Duty of care needs to come from the broker community 'first and foremost'

Bridging & Commercial hosted its first virtual roundtable, in partnership with Ortus Secured Finance, on the topic of specialist property finance exit strategies and how the current trading environment is affecting these.

The live event was held on Thursday 28th January and 70 viewers tuned in to watch the panel discussion. 

Host Caron Schreuder, managing director at Medianett, was joined by Ortus Secured Finance’s Jon Salisbury, managing director; Colin Anderson, director of Scotland; and Richard King, head of sales.

The panel also included Darren Willoughby, managing director at 2XL Commercial Finance; Jo Sutton, managing director at Empire Finance; Brian Love, head of regional broking at Newable; and Mike Cass, head of secured and structured finance at Capitalise.com.

Assessing the long-term impact of a potential increase in re-bridging cases as a result of intended exits failing to materialise, Richard warned that, while some deals are suitable for this, others may be too over-leveraged.  

“There could be a situation where lenders have lent money and haven’t really thought about the Plan B and been happy with repossession as an exit strategy — that is something that we have never, ever wanted to do.” 

As pressure mounts and inexperienced brokers enter the specialist space, the panel hashed out the responsibility that exists to do what is right.  

Although there is no legal requirement to do so, Jon highlighted that Ortus has always felt a duty of care to its borrowers. 

He followed up by saying that it is up to brokers to question their counter party and ask, for example, what its rate of enforcement is; if things don’t go to plan, what will their approach be? 
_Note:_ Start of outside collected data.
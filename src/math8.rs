//! Integer brightness math
//!
//! Brightness is kept as a stored factor `level + 1` (wrapping), so that a
//! stored `0` means "no scaling" and a stored `1` means "off".

/// Stored factor meaning "values are used as-is"
pub const UNSCALED: u8 = 0;

/// Convert a caller-visible level (0 = off, 255 = full) to the stored factor
#[inline]
pub const fn factor_from_level(level: u8) -> u8 {
    level.wrapping_add(1)
}

/// Convert a stored factor back to the caller-visible level
#[inline]
pub const fn level_from_factor(factor: u8) -> u8 {
    factor.wrapping_sub(1)
}

/// Scale a channel by a stored factor: `(value * factor) >> 8`
#[inline]
#[allow(clippy::cast_possible_truncation)]
pub const fn scale(value: u8, factor: u8) -> u8 {
    if factor == UNSCALED {
        return value;
    }
    ((value as u16 * factor as u16) >> 8) as u8
}

/// Approximate inverse of [`scale`]: `(value << 8) / factor`
///
/// Lossy: the low bits dropped by [`scale`] cannot be recovered.
#[inline]
#[allow(clippy::cast_possible_truncation)]
pub const fn unscale(value: u8, factor: u8) -> u8 {
    if factor == UNSCALED {
        return value;
    }
    let restored = ((value as u16) << 8) / factor as u16;
    if restored > u8::MAX as u16 {
        u8::MAX
    } else {
        restored as u8
    }
}

/// Fixed-point (8.8) ratio that moves data stored at `old_factor` to `new_level`
///
/// A zero ratio clears the data. That happens when the old level was 0,
/// because nothing is left to scale up.
#[inline]
pub const fn rescale_ratio(old_factor: u8, new_level: u8) -> u16 {
    let old_level = level_from_factor(old_factor);
    if old_level == 0 {
        0
    } else if new_level == u8::MAX {
        u16::MAX / old_level as u16
    } else {
        ((factor_from_level(new_level) as u16) << 8).saturating_sub(1) / old_level as u16
    }
}

/// Apply an 8.8 ratio from [`rescale_ratio`], saturating at 255
#[inline]
#[allow(clippy::cast_possible_truncation)]
pub const fn apply_ratio(value: u8, ratio: u16) -> u8 {
    let scaled = (value as u32 * ratio as u32) >> 8;
    if scaled > u8::MAX as u32 {
        u8::MAX
    } else {
        scaled as u8
    }
}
According to Jon, clients have often come to Ortus too late, once the damage caused by rolled-up default interest has already eroded their business and structure, and making it challenging for them to help.  

“If we don’t have a defined exit from day one, then we don’t transact the business,” Darren stipulated.  

“The duty of care needs to come from the broker community first and foremost, so that when that deal goes into [a lender], they know we’ve already underwritten it and talked to the client about [the] exit and what might go wrong.” 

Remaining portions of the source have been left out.